E così per un anno, fino all’inatteso stop della tarda estate 2015, per la celebre immagine di Aylan Kurdi, il bimbo siriano in fuga dalla guerra trovato morto a testa in giù sulla spiaggia turca. Una foto storica che fece il giro del mondo, ribaltò per qualche mese il sentire comune sull’immigrazione e tappò la bocca al Cazzaro Verde. Poi, col nuovo boom di sbarchi, il pendolo dell’opinione pubblica tornò indietro. E quando nel 2017, dopo quattro anni di vacanza (cioè di Alfano), al Viminale arrivò Minniti, la sua politica di rigore e pragmatismo fu troppo tardiva per non sembrare concorrenza sleale a Salvini.
Il quale, intanto, era stato risparmiato dal fuoco concentrico della propaganda dei media renzian-berlusconiani (quasi tutti). Anzi era stato invitato al tavolo del Rosatellum con Renzi e B., per tener fuori il M5S. E anche quando, in campagna elettorale, il Pd gli improvvisò una marcia antifascista contro, dipingendolo come il nuovo Mussolini, non fece altro che renderlo ancora più popolare: tra chi notava l’eccessiva iperbole propagandistica e tra chi un ducetto l’aveva sempre sognato.
Frattanto l’unico vero bersaglio della demonizzazione di massa erano i 5Stelle.
Le favolose fortune della Casaleggio Associati (sempre in perdita).
Le parolacce di Grillo.
I crimini contro l’umanità della Raggi (origine e causa di tutti i mali del mondo, dal famigerato Spelacchio in su).
Gli efferati delitti dei putribondi Appendino e Nogarin.
L’orrore senza fine perché 6-7 parlamentari su 130 non si erano tagliati la paga (come da sempre tutti quelli di tutti i partiti).
I sarcasmi razzisti e classisti per la tesi di laurea di Fico sui neomelodici napoletani e per la non-laurea di Di Maio, scandalosamente privo di un posto fisso nel Sud della piena occupazione.
Il pregiudizio universale su Conte, dipinto come una nullità che ci avrebbe mandati tutti in malora perché non frequenta i cocktail, le cene, le terrazze, i salotti e i giri giusti.
Mutatis mutandis, la sinistra politica, mediatica e intellettuale ha replicato con la Lega lo schema adottato per 25 anni con B.:
fingere di combatterlo, ma in realtà tenerlo in vita come comodo spaventapasseri per costringere tanta brava gente a votare il “meno peggio” dall’altra parte; e fucilare chiunque altro (Di Pietro, Girotondi, Cofferati ecc.) osasse far concorrenza a quelli “giusti”.

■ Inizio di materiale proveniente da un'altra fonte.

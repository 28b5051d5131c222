//! Federated WebSocket Chat Node Library
//!
//! A room-based chat server built with tokio-tungstenite using the Actor
//! pattern for state management, with optional parent/child federation
//! between nodes.
//!
//! # Features
//! - WebSocket connection handling
//! - Named rooms created on demand
//! - Slash-command control plane (make/join/exit/listusers/whisper/…)
//! - Deterministic DM rooms for pairs of nicknames
//! - Parent/child federation with per-node message routing
//! - Slow-consumer eviction: a stuck client never slows its room
//!
//! # Architecture
//! Every piece of mutable state is owned by exactly one task and reached
//! only through `mpsc` channels — no locks anywhere:
//! - One room actor per room owns its membership and serializes joins,
//!   leaves, broadcasts, switches, and commands
//! - A reader/writer task pair per client bridges the socket to its room
//! - A reader/writer task pair per federation peer bridges the link to
//!   the node router
//! - One router actor per node owns the room/user directories and decides,
//!   for every message, whether it belongs to a local room, a child
//!   subtree, or the parent
//!
//! # Example
//! ```ignore
//! use tokio::net::TcpListener;
//! use chatnode::{handle_connection, Node, NodeId};
//!
//! #[tokio::main]
//! async fn main() {
//!     let (node, node_tx) = Node::new(NodeId::new(), "hub".to_string());
//!     tokio::spawn(node.run());
//!
//!     let listener = TcpListener::bind("127.0.0.1:8080").await.unwrap();
//!     while let Ok((stream, _)) = listener.accept().await {
//!         let node_tx = node_tx.clone();
//!         tokio::spawn(handle_connection(stream, node_tx));
//!     }
//! }
//! ```

pub mod client;
pub mod command;
pub mod error;
pub mod handler;
pub mod message;
pub mod peer;
pub mod room;
pub mod router;
pub mod types;

// Re-export main types for convenience
pub use client::{Binding, ClientHandle, Outbound};
pub use error::{AppError, CommandError};
pub use handler::handle_connection;
pub use message::{CalledCommand, Message};
pub use peer::{connect_to_parent, PeerHello, RoomAd};
pub use room::{Room, RoomHandle, RoomSwitch};
pub use router::{Node, NodeCommand, PeerLink};
pub use types::{ClientId, NodeId, RoomId};
//! Message protocol definitions
//!
//! The wire-level record every actor exchanges, and the parsing of slash
//! commands out of message content. Records travel as JSON inside WebSocket
//! text frames; a frame may carry several records separated by a single
//! newline byte.

use chrono::{DateTime, Utc};
use serde::{Deserialize, Serialize};
use uuid::Uuid;

use crate::types::ClientId;

/// A chat message, immutable after creation
///
/// Produced by clients, by peers, and by rooms themselves (server-originated
/// announcements). Field names are pinned to the wire format peers agree on.
#[derive(Debug, Clone, Serialize, Deserialize)]
pub struct Message {
    /// Identity of the sender (a client id, or the room id for
    /// server-originated messages)
    #[serde(rename = "Uuid")]
    pub uuid: Uuid,
    /// Display name of the sender
    #[serde(rename = "FromNick")]
    pub from_nick: String,
    /// The actual message text
    #[serde(rename = "Content")]
    pub content: String,
    /// Wall-clock send time, RFC-3339 on the wire
    #[serde(rename = "SentTime")]
    pub sent_time: DateTime<Utc>,
    /// Name of the room (or server) this message is addressed to
    #[serde(rename = "ServerName")]
    pub server_name: String,
    /// Whether this message bypassed broadcast as a DM
    #[serde(rename = "IsDirectMessage")]
    pub is_direct_message: bool,
}

impl Message {
    /// Build a client-originated message stamped with the current time
    pub fn new(
        uuid: Uuid,
        from_nick: impl Into<String>,
        content: impl Into<String>,
        server_name: impl Into<String>,
    ) -> Self {
        Self {
            uuid,
            from_nick: from_nick.into(),
            content: content.into(),
            sent_time: Utc::now(),
            server_name: server_name.into(),
            is_direct_message: false,
        }
    }

    /// A message is a command iff its content begins with `/`
    pub fn is_command(&self) -> bool {
        self.content.starts_with('/')
    }

    /// Split the content into a command name and a single argument string
    ///
    /// Splits once on the first space; everything after it is the raw
    /// argument string handed to the handler.
    pub fn to_command(&self) -> CalledCommand {
        let mut pieces = self.content.splitn(2, ' ');
        let name = pieces
            .next()
            .unwrap_or("")
            .trim_start_matches('/')
            .to_string();
        let args = pieces.next().unwrap_or("").to_string();
        CalledCommand {
            caller: ClientId(self.uuid),
            name,
            args,
        }
    }

    /// Encode this record as a JSON string
    pub fn encode(&self) -> Result<String, serde_json::Error> {
        serde_json::to_string(self)
    }

    /// Encode a burst of records into one frame body, newline-separated
    pub fn encode_batch(messages: &[Message]) -> Result<String, serde_json::Error> {
        let mut body = String::new();
        for (i, msg) in messages.iter().enumerate() {
            if i > 0 {
                body.push('\n');
            }
            body.push_str(&msg.encode()?);
        }
        Ok(body)
    }
}

/// A command parsed out of a client message
#[derive(Debug, Clone, PartialEq, Eq)]
pub struct CalledCommand {
    /// The client running the command
    pub caller: ClientId,
    /// The command name, without the leading slash
    pub name: String,
    /// The raw argument string (may be empty)
    pub args: String,
}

Questa destra orrenda (prima con B. e ora con Salvini) per il centrosinistra non solo non è mai stata un problema: ma è sempre stata una benedizione, l’unica ragione di sopravvivenza di un ceto politico che altrimenti non avrebbe alcun senso.
Finché dall’altra parte c’è il babau, da questa si può continuare in eterno con le vecchie facce e le vecchie pratiche, senz’alcuno sforzo di rinnovamento.
Se invece c’è un movimento di facce nuove, ingenue e impreparate finché si vuole, ma pulite e sintonizzate sui bisogni di milioni di esclusi, è finita.
Perciò il Sistema ha sempre accettato la Lega, anche quella salviniana, come una forza addomesticabile e utilizzabile (infatti ora ci si aggrappa come all’ultima zattera per riciclarsi o almeno non estinguersi). Ma ha sempre vomitato gli incontrollabili 5Stelle come corpi estranei, marziani, barbari, usurpatori. Il gioco però non ha funzionato, perché la maggioranza degli elettori era talmente schifata dal passato da premiare sia il nuovo dei 5Stelle sia l’usato finto-nuovo della Lega, portandoli al massimo storico di voti.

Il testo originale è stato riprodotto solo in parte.